Back in 2013, Brazilian scientists showed that they could boost cycling performance by running a weak electric current through cyclists’ brains, using a technique called transcranial direct-current stimulation, or tDCS.

The finding, as you can imagine, opened a can of worms. It’s fascinating from a research perspective, because it tells us something about the nature of our limits. If tweaking our neurons enhances endurance, it suggests that even when we’re pushing “all out,” our muscles still have some reserve capacity. Further experiments with tDCS (notably from Lex Mauger’s group at the University of Kent) are already starting to shed new light on the interplay between brain and body.

The prospect of boosting athletic performance via brain stimulation is also, of course, alluring to athletes. Back in 2014, I visited Red Bull’s headquarters in America  during a five-day research camp where they tested some of their elite cyclists and triathletes with and without tDCS—with, it has to be said, inconclusive results.

In truth, the picture isn’t a whole lot clearer now than it was in 2013. The initial results have yet to be fully duplicated, as far as I know. At a conference in March, Mauger presented some preliminary results once again showing an increase in cycling performance (with no change in heart rate or lactate levels) following tDCS. In contrast, at the American College of Sports Medicine annual meeting earlier this month, another Brazilian group presented data that failed to find any improvement in a repeated sprint task.

All of this brings me to the Golden State Warriors, American basketball team, and to the tDCS headphones that they may or may not be using in their quest to wrap up another title. The headphones are made by a company called Halo Neuroscience; the idea is that if you wear them for 20 minutes before a workout, you’ll put your brain in a state of plasticity that enables you to make greater gains during the workout.

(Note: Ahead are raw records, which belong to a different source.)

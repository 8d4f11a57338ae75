pub mod sqlite;

use anyhow::Result;
use async_trait::async_trait;

use crate::item::{CategorySet, Item, ItemUpdate, NewItem};

/// What happened to an ingested item.
#[derive(Debug, Clone, Copy, PartialEq, Eq)]
pub enum Inserted {
    New(i64),
    /// An item with the same title and details is already stored.
    Duplicate,
}

/// Where items live between sweeps. Could be SQLite, a document store, etc.
#[async_trait]
pub trait Store: Send + Sync {
    async fn insert(&self, item: NewItem) -> Result<Inserted>;
    async fn get(&self, id: i64) -> Result<Option<Item>>;
    /// Items that have not been given a category yet, oldest first.
    async fn fetch_pending(&self) -> Result<Vec<Item>>;
    async fn fetch_categories(&self) -> Result<CategorySet>;
    async fn update(&self, id: i64, update: &ItemUpdate) -> Result<()>;
}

It’s worth noting that there are striking similarities between the tDCS headphones and other, seemingly unrelated topics I’ve written about recently, like DNA testing to guide training and a cure for muscle cramps. In each case, fascinating but preliminary research has made the leap to consumer product, and in the process certain details get hidden away as proprietary information, and the prevailing standard of evidence shifts to case reports and non-peer-reviewed studies.

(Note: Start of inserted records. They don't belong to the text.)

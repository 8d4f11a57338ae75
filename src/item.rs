//! The unit of work and the labels it gets sorted into.

use std::collections::BTreeSet;
use std::fmt;

use chrono::{DateTime, Utc};
use serde::{Deserialize, Serialize};

/// A saved note or link, as stored.
#[derive(Debug, Clone, PartialEq, Serialize, Deserialize)]
pub struct Item {
    pub id: i64,
    pub details: String,
    #[serde(skip_serializing_if = "Option::is_none")]
    pub title: Option<String>,
    #[serde(skip_serializing_if = "Option::is_none")]
    pub description: Option<String>,
    /// When the message was sent in the source chat.
    pub sent_at: DateTime<Utc>,
    /// When the message was copied into the store.
    pub saved_at: DateTime<Utc>,
    /// The message carried binary media (photo, image). Never classified.
    #[serde(skip)]
    pub has_media: bool,
}

impl Item {
    /// The JSON shape the oracle sees. Media flags and ids stay out of it.
    pub fn to_prompt_json(&self) -> serde_json::Value {
        serde_json::json!({
            "date_saved": self.saved_at.to_rfc3339(),
            "date_detail": self.sent_at.to_rfc3339(),
            "details": self.details,
            "title": self.title,
            "description": self.description,
        })
    }
}

/// An item not yet in the store.
#[derive(Debug, Clone, PartialEq)]
pub struct NewItem {
    pub details: String,
    pub title: Option<String>,
    pub description: Option<String>,
    pub sent_at: DateTime<Utc>,
    pub has_media: bool,
}

impl NewItem {
    pub fn new(details: impl Into<String>) -> Self {
        Self {
            details: details.into(),
            title: None,
            description: None,
            sent_at: Utc::now(),
            has_media: false,
        }
    }

    pub fn with_title(mut self, title: impl Into<String>) -> Self {
        self.title = Some(title.into());
        self
    }

    pub fn with_description(mut self, description: impl Into<String>) -> Self {
        self.description = Some(description.into());
        self
    }
}

/// Previously used category labels, kept sorted for a stable prompt.
#[derive(Debug, Clone, Default, PartialEq, Eq)]
pub struct CategorySet(BTreeSet<String>);

impl CategorySet {
    pub fn new() -> Self {
        Self::default()
    }

    pub fn insert(&mut self, label: &str) -> bool {
        self.0.insert(normalize_category(label))
    }

    pub fn contains(&self, label: &str) -> bool {
        self.0.contains(&normalize_category(label))
    }

    pub fn len(&self) -> usize {
        self.0.len()
    }

    pub fn is_empty(&self) -> bool {
        self.0.is_empty()
    }

    pub fn iter(&self) -> impl Iterator<Item = &str> {
        self.0.iter().map(String::as_str)
    }
}

impl<S: AsRef<str>> FromIterator<S> for CategorySet {
    fn from_iter<I: IntoIterator<Item = S>>(iter: I) -> Self {
        let mut set = Self::new();
        for label in iter {
            set.insert(label.as_ref());
        }
        set
    }
}

impl fmt::Display for CategorySet {
    fn fmt(&self, f: &mut fmt::Formatter<'_>) -> fmt::Result {
        let labels: Vec<&str> = self.iter().collect();
        write!(f, "[{}]", labels.join(", "))
    }
}

/// Lower-case and turn hyphens into spaces, so "Machine-Learning" and
/// "machine learning" land in the same bucket.
pub fn normalize_category(label: &str) -> String {
    label.to_lowercase().replace('-', " ")
}

/// The fields written back to the store for a classified item.
#[derive(Debug, Clone, PartialEq, Serialize)]
pub struct ItemUpdate {
    pub category: String,
    pub summary: String,
    pub reasoning: String,
    pub cost: f64,
    pub completed: bool,
}

#[cfg(test)]
mod tests {
    use super::*;

    #[test]
    fn normalize_lowercases_and_replaces_hyphens() {
        assert_eq!(normalize_category("Machine-Learning"), "machine learning");
        assert_eq!(normalize_category("LLM"), "llm");
        assert_eq!(normalize_category("to-do list"), "to do list");
    }

    #[test]
    fn normalize_is_idempotent() {
        for label in ["LLM", "To-Do-List", "already normal", "", "Ünïcode-Ä", "--"] {
            let once = normalize_category(label);
            assert_eq!(normalize_category(&once), once);
        }
    }

    #[test]
    fn category_set_dedupes_after_normalizing() {
        let set: CategorySet = ["LLM", "llm", "Machine-Learning", "machine learning"]
            .into_iter()
            .collect();
        assert_eq!(set.len(), 2);
        assert!(set.contains("MACHINE-learning"));
    }

    #[test]
    fn category_set_displays_sorted() {
        let set: CategorySet = ["tutorial", "llm"].into_iter().collect();
        assert_eq!(set.to_string(), "[llm, tutorial]");
        assert_eq!(CategorySet::new().to_string(), "[]");
    }

    #[test]
    fn prompt_json_omits_media_flag() {
        let item = Item {
            id: 7,
            details: "https://a.example".to_string(),
            title: Some("X".to_string()),
            description: None,
            sent_at: Utc::now(),
            saved_at: Utc::now(),
            has_media: true,
        };
        let json = item.to_prompt_json();
        assert_eq!(json["details"], "https://a.example");
        assert_eq!(json["title"], "X");
        assert!(json["description"].is_null());
        assert!(json.get("has_media").is_none());
    }
}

I understand why this happens, even if I wish for greater transparency and less hype. What I hope, when I write about these products, is to balance excitement about cool new ideas with context about how thin the evidence behind them is so far. Even if tDCS works, we’re a long way from knowing exactly how to use it, when to use it, or even which parts of the brain to use it on. But if it works at all, even if only under certain very restricted conditions, that’s still pretty amazing.